TM4T - Time Management Basics 10: TM Tools

The keystone tool of time management is a Planner (other tools are described below).  You need this planner to manage your time.  This can be a desk-diary, a wall-chart, a teacher's planner, an electronic organiser or a sheet of A4 with dates & times scribbled on it. Whatever works for you is fine, but be flexible: this means stick with your chosen option long enough to know its strengths and weaknesses but switch to another tool if it isn't working for you.

TM4T recommends a specific layout of planners for teachers, and a set of other tools, but the advice below applies whether you use TM4T or not.

1. Keep the number of planners as small as possible. 'One' is probably impossible, but 'two' is reasonable. In TM4T, these are a 'Yearly Plan' and a 'Weekly Planner'. In TM4T, the Yearly Planner is an electronic spreadsheet, which is stored on a memory stick; the Weekly Plan is generated from the Yearly Plan, but is printed out as a single A4 sheet, and carried round in a hard-backed A4 notebook.

2. Keep at least one planner with you at all times. The corollary to this rule is that you need to consider the lowest-common-denominator when it comes to technology and usability. Don't rely on an app if you cannot use it in the classroom; don't depend on a bulky loose-leaf folder if you can't carry it onto the games field.

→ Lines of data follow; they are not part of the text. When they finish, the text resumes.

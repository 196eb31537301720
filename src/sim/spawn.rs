//! Falling-object spawner
//!
//! One object per spawn period while the session is running. The RNG is
//! seeded, so a session replays identically from its seed.

use rand::{Rng, SeedableRng};
use rand_pcg::Pcg32;

use super::state::{FallingObject, ObjectKind};
use crate::consts::*;

/// Creates falling objects with a uniform-random kind and start column
#[derive(Debug, Clone)]
pub struct Spawner {
    rng: Pcg32,
    next_id: u32,
}

impl Spawner {
    pub fn new(seed: u64) -> Self {
        Self {
            rng: Pcg32::seed_from_u64(seed),
            next_id: 1,
        }
    }

    /// Spawn a new object at the top of the playfield.
    ///
    /// The start column is drawn from `[0, max(1, width - OBJECT_SIZE))`, so
    /// a playfield narrower than one object still yields a valid range
    /// instead of a negative one.
    pub fn spawn(&mut self, playfield_width: f32, now_ms: u64) -> FallingObject {
        let kind = if self.rng.random_bool(0.5) {
            ObjectKind::Candy
        } else {
            ObjectKind::Bomb
        };
        let max_x = (playfield_width - OBJECT_SIZE).max(1.0);
        let x = self.rng.random_range(0.0..max_x);

        let id = self.next_id;
        self.next_id += 1;

        FallingObject {
            id,
            kind,
            x,
            spawned_at_ms: now_ms,
            alive: true,
        }
    }
}
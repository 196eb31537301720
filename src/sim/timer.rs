//! Session countdown
//!
//! Running(n > 0) -> Running(n - 1) -> Over(0), terminal. There is no pause
//! or resume; a restart tears the whole session down and builds a new one.

use serde::{Deserialize, Serialize};

/// Result of one countdown tick
#[derive(Debug, Clone, Copy, PartialEq, Eq, Serialize, Deserialize)]
pub struct TimerTick {
    pub remaining: u32,
    pub is_over: bool,
}

/// One-way countdown from the session length to zero
#[derive(Debug, Clone, Serialize, Deserialize)]
pub struct Countdown {
    remaining: u32,
    over: bool,
}

impl Countdown {
    pub fn new(secs: u32) -> Self {
        Self {
            remaining: secs,
            over: secs == 0,
        }
    }

    /// Advance one second. Once over, further ticks are no-ops.
    pub fn tick(&mut self) -> TimerTick {
        if !self.over {
            self.remaining -= 1;
            if self.remaining == 0 {
                self.over = true;
            }
        }
        TimerTick {
            remaining: self.remaining,
            is_over: self.over,
        }
    }

    pub fn remaining(&self) -> u32 {
        self.remaining
    }

    pub fn is_over(&self) -> bool {
        self.over
    }
}

#[cfg(test)]
mod tests {
    use super::*;

    #[test]
    fn test_countdown_sequence() {
        let mut countdown = Countdown::new(30);
        assert!(!countdown.is_over());

        let ticks: Vec<TimerTick> = (0..30).map(|_| countdown.tick()).collect();

        let remaining: Vec<u32> = ticks.iter().map(|t| t.remaining).collect();
        let expected: Vec<u32> = (0..30).rev().collect();
        assert_eq!(remaining, expected);

        // Over exactly at the 30th tick, not before
        assert!(ticks[..29].iter().all(|t| !t.is_over));
        assert!(ticks[29].is_over);
    }

    #[test]
    fn test_over_is_sticky() {
        let mut countdown = Countdown::new(2);
        countdown.tick();
        countdown.tick();
        assert!(countdown.is_over());

        // Extra ticks change nothing
        let tick = countdown.tick();
        assert_eq!(tick, TimerTick { remaining: 0, is_over: true });
        assert_eq!(countdown.remaining(), 0);
    }

    #[test]
    fn test_zero_length_session_starts_over() {
        let countdown = Countdown::new(0);
        assert!(countdown.is_over());
    }
}
//! Collision polling between a falling object and the basket
//!
//! Plain axis-aligned boxes. Both boxes are shrunk by [`COLLISION_MARGIN`]
//! before the test and the overlap must be strict on both axes, so grazing
//! contact exactly at the margin does not count as a catch.

use glam::Vec2;
use serde::{Deserialize, Serialize};

use super::state::{Basket, FallingObject, ObjectKind, Playfield};
use crate::consts::*;

/// Axis-aligned rectangle, top-left origin
#[derive(Debug, Clone, Copy, PartialEq, Serialize, Deserialize)]
pub struct Rect {
    pub min: Vec2,
    pub max: Vec2,
}

impl Rect {
    pub fn from_pos_size(pos: Vec2, size: Vec2) -> Self {
        Self {
            min: pos,
            max: pos + size,
        }
    }

    /// Shrink by `margin` on all four sides
    pub fn shrink(&self, margin: f32) -> Self {
        Self {
            min: self.min + Vec2::splat(margin),
            max: self.max - Vec2::splat(margin),
        }
    }

    /// Strict overlap on both axes
    pub fn overlaps(&self, other: &Rect) -> bool {
        self.min.x < other.max.x
            && other.min.x < self.max.x
            && self.min.y < other.max.y
            && other.min.y < self.max.y
    }
}

/// Result of one collision poll
#[derive(Debug, Clone, Copy, PartialEq, Eq, Serialize, Deserialize)]
pub enum PollOutcome {
    /// Object overlaps the basket; resolve the catch and stop polling
    Hit(ObjectKind),
    /// Object reached the bottom uncaught; remove it and stop polling
    Missed,
    /// Still falling; poll again after [`POLL_PERIOD_MS`]
    Pending,
}

/// Poll one live object against the basket at the sampled time.
///
/// A hit requires the object to still be in flight: once its top edge
/// reaches the playfield bottom the outcome is Missed even if the boxes
/// would overlap.
pub fn poll(
    object: &FallingObject,
    basket: &Basket,
    playfield: &Playfield,
    now_ms: u64,
) -> PollOutcome {
    let y = object.y_at(now_ms, playfield);
    if y >= playfield.height {
        return PollOutcome::Missed;
    }

    let object_box = object.rect_at(now_ms, playfield).shrink(COLLISION_MARGIN);
    let basket_box = basket.rect().shrink(COLLISION_MARGIN);
    if object_box.overlaps(&basket_box) {
        PollOutcome::Hit(object.kind)
    } else {
        PollOutcome::Pending
    }
}

#[cfg(test)]
mod tests {
    use super::*;

    const FIELD: Playfield = Playfield {
        width: 1000.0,
        height: 2000.0,
    };

    fn basket() -> Basket {
        Basket::new(400.0, 1900.0, Vec2::new(150.0, 50.0))
    }

    fn candy_at(x: f32) -> FallingObject {
        FallingObject {
            id: 1,
            kind: ObjectKind::Candy,
            x,
            spawned_at_ms: 0,
            alive: true,
        }
    }

    #[test]
    fn test_catch_over_the_basket() {
        // Candy at x=420 reaches y=1900 at 2850 ms (95% of the fall)
        let object = candy_at(420.0);
        assert_eq!(
            poll(&object, &basket(), &FIELD, 2850),
            PollOutcome::Hit(ObjectKind::Candy)
        );
    }

    #[test]
    fn test_bomb_hit_reports_kind() {
        let mut object = candy_at(420.0);
        object.kind = ObjectKind::Bomb;
        assert_eq!(
            poll(&object, &basket(), &FIELD, 2850),
            PollOutcome::Hit(ObjectKind::Bomb)
        );
    }

    #[test]
    fn test_margin_touch_is_not_a_hit() {
        // Shrunk boxes: object [x+10, x+140], basket [410, 540].
        // At x=530 the shrunk edges touch exactly; strict overlap says no.
        let object = Rect::from_pos_size(Vec2::new(530.0, 1800.0), Vec2::splat(150.0)).shrink(10.0);
        let catcher = basket().rect().shrink(10.0);
        assert!(!object.overlaps(&catcher));

        // One unit further in and it counts
        let object = Rect::from_pos_size(Vec2::new(529.0, 1800.0), Vec2::splat(150.0)).shrink(10.0);
        assert!(object.overlaps(&catcher));
    }

    #[test]
    fn test_vertical_margin_touch_is_not_a_hit() {
        // Shrunk object top edge (1930 + 10) meets the shrunk basket bottom
        // edge (1950 - 10) exactly
        let object = Rect::from_pos_size(Vec2::new(420.0, 1930.0), Vec2::splat(150.0)).shrink(10.0);
        let catcher = basket().rect().shrink(10.0);
        assert_eq!(object.min.y, catcher.max.y);
        assert!(!object.overlaps(&catcher));
    }

    #[test]
    fn test_centered_overlap_is_a_hit() {
        let object = Rect::from_pos_size(Vec2::new(400.0, 1850.0), Vec2::splat(150.0)).shrink(10.0);
        let catcher = basket().rect().shrink(10.0);
        assert!(object.overlaps(&catcher));
        assert!(catcher.overlaps(&object));
    }

    #[test]
    fn test_overlap_requires_both_axes() {
        // Horizontally aligned but still high above the basket
        let object = candy_at(420.0);
        assert_eq!(poll(&object, &basket(), &FIELD, 1000), PollOutcome::Pending);

        // At basket height but far off to the side
        let object = candy_at(0.0);
        assert_eq!(poll(&object, &basket(), &FIELD, 2850), PollOutcome::Pending);
    }

    #[test]
    fn test_bottom_of_playfield_is_a_miss() {
        let object = candy_at(420.0);
        assert_eq!(poll(&object, &basket(), &FIELD, 3000), PollOutcome::Missed);
        assert_eq!(poll(&object, &basket(), &FIELD, 3300), PollOutcome::Missed);
    }
}
//! Core game state types
//!
//! Everything needed to reproduce a session deterministically lives here.
//! Positions are in device-independent units with the origin at the top-left
//! of the playfield, y growing downward.

use glam::Vec2;
use serde::{Deserialize, Serialize};

use super::collision::Rect;
use super::timer::Countdown;
use crate::consts::*;

/// Kind of a falling object
#[derive(Debug, Clone, Copy, PartialEq, Eq, Serialize, Deserialize)]
pub enum ObjectKind {
    /// Worth +1 when caught
    Candy,
    /// Worth -1 when caught
    Bomb,
}

/// Playfield geometry, read once from the host after layout
#[derive(Debug, Clone, Copy, PartialEq, Serialize, Deserialize)]
pub struct Playfield {
    pub width: f32,
    pub height: f32,
}

/// A transient entity falling from the top edge of the playfield.
///
/// The vertical position is derived, not stored: a linear animation from 0 to
/// the playfield height over [`FALL_DURATION_MS`], sampled against the host
/// clock. The host drives the matching visual animation on its side.
#[derive(Debug, Clone, Copy, PartialEq, Serialize, Deserialize)]
pub struct FallingObject {
    pub id: u32,
    pub kind: ObjectKind,
    /// Left edge, fixed at spawn
    pub x: f32,
    /// Host time at spawn (ms)
    pub spawned_at_ms: u64,
    /// Cleared exactly once, on Hit or Missed
    pub alive: bool,
}

impl FallingObject {
    /// Top edge of the object at the sampled time, clamped at the bottom.
    pub fn y_at(&self, now_ms: u64, playfield: &Playfield) -> f32 {
        let elapsed = now_ms.saturating_sub(self.spawned_at_ms);
        if elapsed >= FALL_DURATION_MS {
            return playfield.height;
        }
        playfield.height * (elapsed as f32 / FALL_DURATION_MS as f32)
    }

    /// Bounding box at the sampled time
    pub fn rect_at(&self, now_ms: u64, playfield: &Playfield) -> Rect {
        Rect::from_pos_size(
            Vec2::new(self.x, self.y_at(now_ms, playfield)),
            Vec2::splat(OBJECT_SIZE),
        )
    }
}

/// The player-controlled catcher, dragged horizontally along a fixed row
#[derive(Debug, Clone, Copy, PartialEq, Serialize, Deserialize)]
pub struct Basket {
    /// Left edge; mutated only by drag input
    pub x: f32,
    /// Top edge, fixed for the whole session
    pub y: f32,
    pub size: Vec2,
}

impl Basket {
    pub fn new(x: f32, y: f32, size: Vec2) -> Self {
        Self { x, y, size }
    }

    /// Move to an absolute x reported by the host's drag stream, clamped to
    /// the playfield.
    pub fn drag_to(&mut self, x: f32, playfield: &Playfield) {
        let max_x = (playfield.width - self.size.x).max(0.0);
        self.x = x.clamp(0.0, max_x);
    }

    pub fn rect(&self) -> Rect {
        Rect::from_pos_size(Vec2::new(self.x, self.y), self.size)
    }
}

/// Score and countdown state for one bounded game.
///
/// All mutation funnels through the methods here; catches commute, so the
/// final score never depends on the order polls resolve across objects.
#[derive(Debug, Clone, Serialize, Deserialize)]
pub struct Session {
    pub score: i32,
    pub countdown: Countdown,
}

impl Session {
    pub fn new() -> Self {
        Self {
            score: 0,
            countdown: Countdown::new(SESSION_SECS),
        }
    }

    /// Apply one catch and return the score after it.
    pub fn apply_catch(&mut self, kind: ObjectKind) -> i32 {
        match kind {
            ObjectKind::Candy => self.score += 1,
            ObjectKind::Bomb => self.score -= 1,
        }
        self.score
    }

    pub fn remaining_secs(&self) -> u32 {
        self.countdown.remaining()
    }

    pub fn is_over(&self) -> bool {
        self.countdown.is_over()
    }
}

impl Default for Session {
    fn default() -> Self {
        Self::new()
    }
}
//! Deterministic scheduled-task queue
//!
//! The session's three cadences (countdown, spawn, per-object collision
//! polls) are plain entries in one queue, run when the host advances time
//! past their deadline. The host samples the clock - real or virtual - so
//! tests drive whole sessions without waiting. Draining the queue from one
//! call site is also the serialization point: every score and object-set
//! mutation happens there, in deadline order.
//!
//! Ties on the deadline break by caller-supplied priority, then by insertion
//! order, so a drain is fully reproducible.

use std::cmp::Ordering;
use std::collections::{BinaryHeap, HashSet};

/// Opaque handle to a scheduled task, used to cancel it
#[derive(Debug, Clone, Copy, PartialEq, Eq, Hash, PartialOrd, Ord)]
pub struct TaskId(u64);

struct Entry<T> {
    due_ms: u64,
    priority: u8,
    seq: u64,
    id: TaskId,
    payload: T,
}

impl<T> PartialEq for Entry<T> {
    fn eq(&self, other: &Self) -> bool {
        self.seq == other.seq
    }
}

impl<T> Eq for Entry<T> {}

impl<T> PartialOrd for Entry<T> {
    fn partial_cmp(&self, other: &Self) -> Option<Ordering> {
        Some(self.cmp(other))
    }
}

impl<T> Ord for Entry<T> {
    fn cmp(&self, other: &Self) -> Ordering {
        // BinaryHeap is a max-heap; invert so the earliest entry surfaces
        // first, lowest priority value winning a deadline tie.
        other
            .due_ms
            .cmp(&self.due_ms)
            .then_with(|| other.priority.cmp(&self.priority))
            .then_with(|| other.seq.cmp(&self.seq))
    }
}

/// Priority-ordered queue of cancellable one-shot tasks.
///
/// Recurring cadences re-arm themselves: a task that should repeat schedules
/// its successor while it runs, and simply doesn't when its gate (game over,
/// object dead) says stop.
pub struct TimerQueue<T> {
    heap: BinaryHeap<Entry<T>>,
    scheduled: HashSet<TaskId>,
    cancelled: HashSet<TaskId>,
    next_seq: u64,
}

impl<T> TimerQueue<T> {
    pub fn new() -> Self {
        Self {
            heap: BinaryHeap::new(),
            scheduled: HashSet::new(),
            cancelled: HashSet::new(),
            next_seq: 0,
        }
    }

    /// Schedule `payload` to run at `due_ms`.
    pub fn schedule(&mut self, due_ms: u64, priority: u8, payload: T) -> TaskId {
        let seq = self.next_seq;
        self.next_seq += 1;
        let id = TaskId(seq);
        self.heap.push(Entry {
            due_ms,
            priority,
            seq,
            id,
            payload,
        });
        self.scheduled.insert(id);
        id
    }

    /// Cancel a pending task. Cancelling a task that already ran (or was
    /// never scheduled here) is a silent no-op.
    pub fn cancel(&mut self, id: TaskId) {
        if self.scheduled.remove(&id) {
            self.cancelled.insert(id);
        }
    }

    /// Pop the next task due at or before `now_ms`, skipping cancelled ones.
    /// Returns the task's own deadline so the caller can run it at its
    /// logical time regardless of how coarsely the host advances.
    pub fn pop_due(&mut self, now_ms: u64) -> Option<(TaskId, u64, T)> {
        while let Some(head) = self.heap.peek() {
            if head.due_ms > now_ms {
                return None;
            }
            let entry = self.heap.pop()?;
            if self.cancelled.remove(&entry.id) {
                continue;
            }
            self.scheduled.remove(&entry.id);
            return Some((entry.id, entry.due_ms, entry.payload));
        }
        None
    }

    pub fn is_empty(&self) -> bool {
        self.scheduled.is_empty()
    }
}

impl<T> Default for TimerQueue<T> {
    fn default() -> Self {
        Self::new()
    }
}

#[cfg(test)]
mod tests {
    use super::*;

    #[test]
    fn test_pops_in_deadline_order() {
        let mut queue = TimerQueue::new();
        queue.schedule(200, 1, "late");
        queue.schedule(100, 1, "early");
        queue.schedule(150, 1, "middle");

        assert!(queue.pop_due(50).is_none());

        let order: Vec<&str> = std::iter::from_fn(|| queue.pop_due(1000).map(|(_, _, p)| p)).collect();
        assert_eq!(order, vec!["early", "middle", "late"]);
        assert!(queue.is_empty());
    }

    #[test]
    fn test_deadline_tie_breaks_by_priority_then_insertion() {
        let mut queue = TimerQueue::new();
        queue.schedule(100, 2, "poll");
        queue.schedule(100, 1, "spawn");
        queue.schedule(100, 0, "countdown");
        queue.schedule(100, 2, "poll-2");

        let order: Vec<&str> = std::iter::from_fn(|| queue.pop_due(100).map(|(_, _, p)| p)).collect();
        assert_eq!(order, vec!["countdown", "spawn", "poll", "poll-2"]);
    }

    #[test]
    fn test_pop_due_honors_now() {
        let mut queue = TimerQueue::new();
        queue.schedule(100, 0, "a");
        queue.schedule(200, 0, "b");

        assert_eq!(queue.pop_due(100).map(|(_, _, p)| p), Some("a"));
        assert!(queue.pop_due(100).is_none());
        assert!(!queue.is_empty());
        assert_eq!(queue.pop_due(200).map(|(_, _, p)| p), Some("b"));
    }

    #[test]
    fn test_pop_reports_task_deadline() {
        let mut queue = TimerQueue::new();
        queue.schedule(130, 0, "a");
        let (_, due_ms, _) = queue.pop_due(5000).unwrap();
        assert_eq!(due_ms, 130);
    }

    #[test]
    fn test_cancel_suppresses_task() {
        let mut queue = TimerQueue::new();
        queue.schedule(100, 0, "keep");
        let doomed = queue.schedule(100, 0, "cancel");
        queue.schedule(100, 0, "keep-2");

        queue.cancel(doomed);

        let order: Vec<&str> = std::iter::from_fn(|| queue.pop_due(100).map(|(_, _, p)| p)).collect();
        assert_eq!(order, vec!["keep", "keep-2"]);
        assert!(queue.is_empty());
    }

    #[test]
    fn test_cancel_after_run_is_noop() {
        let mut queue = TimerQueue::new();
        let id = queue.schedule(100, 0, "a");
        queue.schedule(200, 0, "b");

        assert!(queue.pop_due(100).is_some());
        queue.cancel(id);

        assert_eq!(queue.pop_due(200).map(|(_, _, p)| p), Some("b"));
    }
}
//! Candy Catch - a falling-object arcade game core
//!
//! The host owns the clock, the input stream, and the rendering; this crate
//! owns the rules. Core modules:
//! - `sim`: deterministic game core (state, spawner, collision, countdown)
//! - `schedule`: cancellable timer queue for the spawn/poll/countdown cadences
//! - `session`: host-facing driver; turns sampled time into game events
//! - `hud`: display strings for the timer and score labels

pub mod hud;
pub mod schedule;
pub mod session;
pub mod sim;

pub use session::{GameEvent, GameSession};

/// Game configuration constants
pub mod consts {
    /// Session length in seconds
    pub const SESSION_SECS: u32 = 30;
    /// Countdown tick period (ms)
    pub const COUNTDOWN_PERIOD_MS: u64 = 1000;
    /// Spawn period (ms) - one new falling object per period while running
    pub const SPAWN_PERIOD_MS: u64 = 1000;
    /// Fall duration (ms) from the top of the playfield to the bottom, linear
    pub const FALL_DURATION_MS: u64 = 3000;
    /// Side length of a falling object (device-independent units)
    pub const OBJECT_SIZE: f32 = 150.0;
    /// Collision poll period per live object (ms), independent of frame rate
    pub const POLL_PERIOD_MS: u64 = 50;
    /// Shrink applied to both boxes before the overlap test
    pub const COLLISION_MARGIN: f32 = 10.0;

    /// Default basket size
    pub const BASKET_WIDTH: f32 = 150.0;
    pub const BASKET_HEIGHT: f32 = 50.0;
}
//! Display strings for the host's timer and score labels
//!
//! The exact text the game shows. Hosts rendering their own HUD can ignore
//! this module and work from the events directly.

use crate::session::GameEvent;

/// Terminal label text; tapping the label is the conventional restart trigger
pub const GAME_OVER_TEXT: &str = "Game Over!\n\nrestart game";

/// Countdown label while the session is running
pub fn timer_text(remaining_secs: u32) -> String {
    format!("Time: {remaining_secs}")
}

/// Score label after a catch
pub fn score_text(score: i32) -> String {
    format!("Score: {score}")
}

/// Label update for an event, if the event changes a label
pub fn line_for(event: &GameEvent) -> Option<String> {
    match event {
        GameEvent::TimerTick { remaining } => Some(timer_text(*remaining)),
        GameEvent::Caught { score, .. } => Some(score_text(*score)),
        GameEvent::GameOver => Some(GAME_OVER_TEXT.to_string()),
        _ => None,
    }
}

3. Routines are important and should be pre-printed in your planner. For teachers, a lot of this work is done for you, in your timetable. However, other routines and rituals (eg 'check e-mails', 'lunch', 'detentions, 'gym') should also appear in your daily diary (in TM4T the 'diary' is your Weekly Plan). Avoid having blank sections in your plan when you are actually doing important life-tasks.

4. Your plans should include specific times when you do sort-of-general-unspecified-tasks-in-a-certain-category. For example: e-mails, post, filing, planning. This means that if a task comes up in one of those categories - for example, someone hands you a letter - you don't have to do-it-now, you already have a time allocated for it.

5. Checklists. Task-lists. To-do lists. You should always have a list of things, and carry it with you at all times. This means that you can add things to it, and that you can tackle tasks if the opportunity arises. You should avoid thinking 'what shall I do now?'; instead, just look at your Ticklist (in TM4T, the Ticklist is very precisely defined).

6. Estimation and sequence. When a new task appears (in TM4T these are called 'disruptions') you should add it to your checklist, or to one of your Plans. It's important that you can mentally estimate, prioritize and sequence tasks so they get done at a sensible time, and that you develop your skills of estimation.

7. You need places for stuff. This means the equivalent of an in-tray, and a set of filing locations where stuff ends up. Keep your in-trays as few as possible. In TM4T it is an In-crate instead of an in-tray, which can hold everything from an overdue library book to a lost football sock. Filing needs thought, and TM4T has advice about this.

8. You need to think about what other stuff you need (for example, pens and computers) and make sure they are available in the right place and time for your work-life.